#### Exercise prompt
The listing is to be printed in full, exactly as given.

#### Records for this task
--------
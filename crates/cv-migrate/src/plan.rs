//! Resolution of migration steps into concrete files.
//!
//! File steps resolve to exactly one entry, present or not. Glob steps
//! resolve to every matching regular file, sorted by path; a glob with no
//! matches resolves to nothing and is reported separately.

use crate::error::{MigrateError, MigrateResult};
use cv_core::MigrationStep;
use serde::Serialize;
use std::path::{Path, PathBuf};

/// One file the applier will visit
#[derive(Debug, Clone, PartialEq, Eq, Serialize)]
pub struct PlannedFile {
    /// Index of the step this file came from
    pub step_index: usize,

    /// Path relative to the migrations root
    pub relative: PathBuf,

    /// Absolute (root-joined) path
    pub path: PathBuf,

    /// Whether the file exists when the plan was resolved
    pub present: bool,

    /// Whether the file came from a glob step
    pub from_glob: bool,
}

/// Resolution of one step
#[derive(Debug, Clone, PartialEq, Eq, Serialize)]
pub struct ResolvedStep {
    /// Position in the plan
    pub index: usize,

    /// The step as configured
    pub step: String,

    /// Files in execution order
    pub files: Vec<PlannedFile>,
}

impl ResolvedStep {
    /// Returns `true` for a glob step that matched nothing
    pub fn is_empty_glob(&self) -> bool {
        self.files.is_empty()
    }
}

/// Fail unless `root` is an existing directory
pub fn ensure_root(root: &Path) -> MigrateResult<()> {
    if root.is_dir() {
        Ok(())
    } else {
        Err(MigrateError::RootNotFound {
            path: root.display().to_string(),
        })
    }
}

/// Resolve a single step against `root`.
pub fn resolve_step(root: &Path, index: usize, step: &MigrationStep) -> MigrateResult<ResolvedStep> {
    step.validate()?;

    let files = match step {
        MigrationStep::File(file) => {
            let path = root.join(file);
            vec![PlannedFile {
                step_index: index,
                relative: PathBuf::from(file),
                present: path.is_file(),
                path,
                from_glob: false,
            }]
        }
        MigrationStep::Glob(pattern) => expand_glob(root, index, pattern)?,
    };

    Ok(ResolvedStep {
        index,
        step: step.to_string(),
        files,
    })
}

/// Resolve a whole plan without touching any database.
pub fn resolve_plan(root: &Path, steps: &[MigrationStep]) -> MigrateResult<Vec<ResolvedStep>> {
    ensure_root(root)?;
    steps
        .iter()
        .enumerate()
        .map(|(index, step)| resolve_step(root, index, step))
        .collect()
}

fn expand_glob(root: &Path, index: usize, pattern: &str) -> MigrateResult<Vec<PlannedFile>> {
    let root_str = root.to_str().ok_or_else(|| MigrateError::GlobFailed {
        pattern: pattern.to_string(),
        message: format!("migrations directory {} is not valid UTF-8", root.display()),
    })?;
    let full_pattern = format!(
        "{}/{}",
        glob::Pattern::escape(root_str.trim_end_matches('/')),
        pattern
    );

    let entries = glob::glob(&full_pattern).map_err(|e| MigrateError::GlobFailed {
        pattern: pattern.to_string(),
        message: e.to_string(),
    })?;

    let mut paths = Vec::new();
    for entry in entries {
        let path = entry.map_err(|e| MigrateError::GlobFailed {
            pattern: pattern.to_string(),
            message: e.to_string(),
        })?;
        if path.is_file() {
            paths.push(path);
        }
    }
    paths.sort();

    log::debug!("Glob '{}' matched {} file(s)", pattern, paths.len());

    Ok(paths
        .into_iter()
        .map(|path| PlannedFile {
            step_index: index,
            relative: path.strip_prefix(root).unwrap_or(&path).to_path_buf(),
            path,
            present: true,
            from_glob: true,
        })
        .collect())
}

#[cfg(test)]
#[path = "plan_test.rs"]
mod tests;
--------
#### Answer box
filename crates/cv-migrate/src/plan.rs
//! Resolution of migration steps into concrete files.
//!
//! File steps resolve to exactly one entry, present or not. Glob steps
//! resolve to every matching regular file, sorted by path; a glob with no
//! matches resolves to nothing and is reported separately.

use crate::error::{MigrateError, MigrateResult};
use cv_core::MigrationStep;
use serde::Serialize;
use std::path::{Path, PathBuf};

/// One file the applier will visit
#[derive(Debug, Clone, PartialEq, Eq, Serialize)]
pub struct PlannedFile {
    /// Index of the step this file came from
    pub step_index: usize,

    /// Path relative to the migrations root
    pub relative: PathBuf,

    /// Absolute (root-joined) path
    pub path: PathBuf,

    /// Whether the file exists when the plan was resolved
    pub present: bool,

    /// Whether the file came from a glob step
    pub from_glob: bool,
}

/// Resolution of one step
#[derive(Debug, Clone, PartialEq, Eq, Serialize)]
pub struct ResolvedStep {
    /// Position in the plan
    pub index: usize,

    /// The step as configured
    pub step: String,

    /// Files in execution order
    pub files: Vec<PlannedFile>,
}

impl ResolvedStep {
    /// Returns `true` for a glob step that matched nothing
    pub fn is_empty_glob(&self) -> bool {
        self.files.is_empty()
    }
}

/// Fail unless `root` is an existing directory
pub fn ensure_root(root: &Path) -> MigrateResult<()> {
    if root.is_dir() {
        Ok(())
    } else {
        Err(MigrateError::RootNotFound {
            path: root.display().to_string(),
        })
    }
}

/// Resolve a single step against `root`.
pub fn resolve_step(root: &Path, index: usize, step: &MigrationStep) -> MigrateResult<ResolvedStep> {
    step.validate()?;

    let files = match step {
        MigrationStep::File(file) => {
            let path = root.join(file);
            vec![PlannedFile {
                step_index: index,
                relative: PathBuf::from(file),
                present: path.is_file(),
                path,
                from_glob: false,
            }]
        }
        MigrationStep::Glob(pattern) => expand_glob(root, index, pattern)?,
    };

    Ok(ResolvedStep {
        index,
        step: step.to_string(),
        files,
    })
}

/// Resolve a whole plan without touching any database.
pub fn resolve_plan(root: &Path, steps: &[MigrationStep]) -> MigrateResult<Vec<ResolvedStep>> {
    ensure_root(root)?;
    steps
        .iter()
        .enumerate()
        .map(|(index, step)| resolve_step(root, index, step))
        .collect()
}

fn expand_glob(root: &Path, index: usize, pattern: &str) -> MigrateResult<Vec<PlannedFile>> {
    let root_str = root.to_str().ok_or_else(|| MigrateError::GlobFailed {
        pattern: pattern.to_string(),
        message: format!("migrations directory {} is not valid UTF-8", root.display()),
    })?;
    let full_pattern = format!(
        "{}/{}",
        glob::Pattern::escape(root_str.trim_end_matches('/')),
        pattern
    );

    let entries = glob::glob(&full_pattern).map_err(|e| MigrateError::GlobFailed {
        pattern: pattern.to_string(),
        message: e.to_string(),
    })?;

    let mut paths = Vec::new();
    for entry in entries {
        let path = entry.map_err(|e| MigrateError::GlobFailed {
            pattern: pattern.to_string(),
            message: e.to_string(),
        })?;
        if path.is_file() {
            paths.push(path);
        }
    }
    paths.sort();

    log::debug!("Glob '{}' matched {} file(s)", pattern, paths.len());

    Ok(paths
        .into_iter()
        .map(|path| PlannedFile {
            step_index: index,
            relative: path.strip_prefix(root).unwrap_or(&path).to_path_buf(),
            path,
            present: true,
            from_glob: true,
        })
        .collect())
}

#[cfg(test)]
#[path = "plan_test.rs"]
mod tests;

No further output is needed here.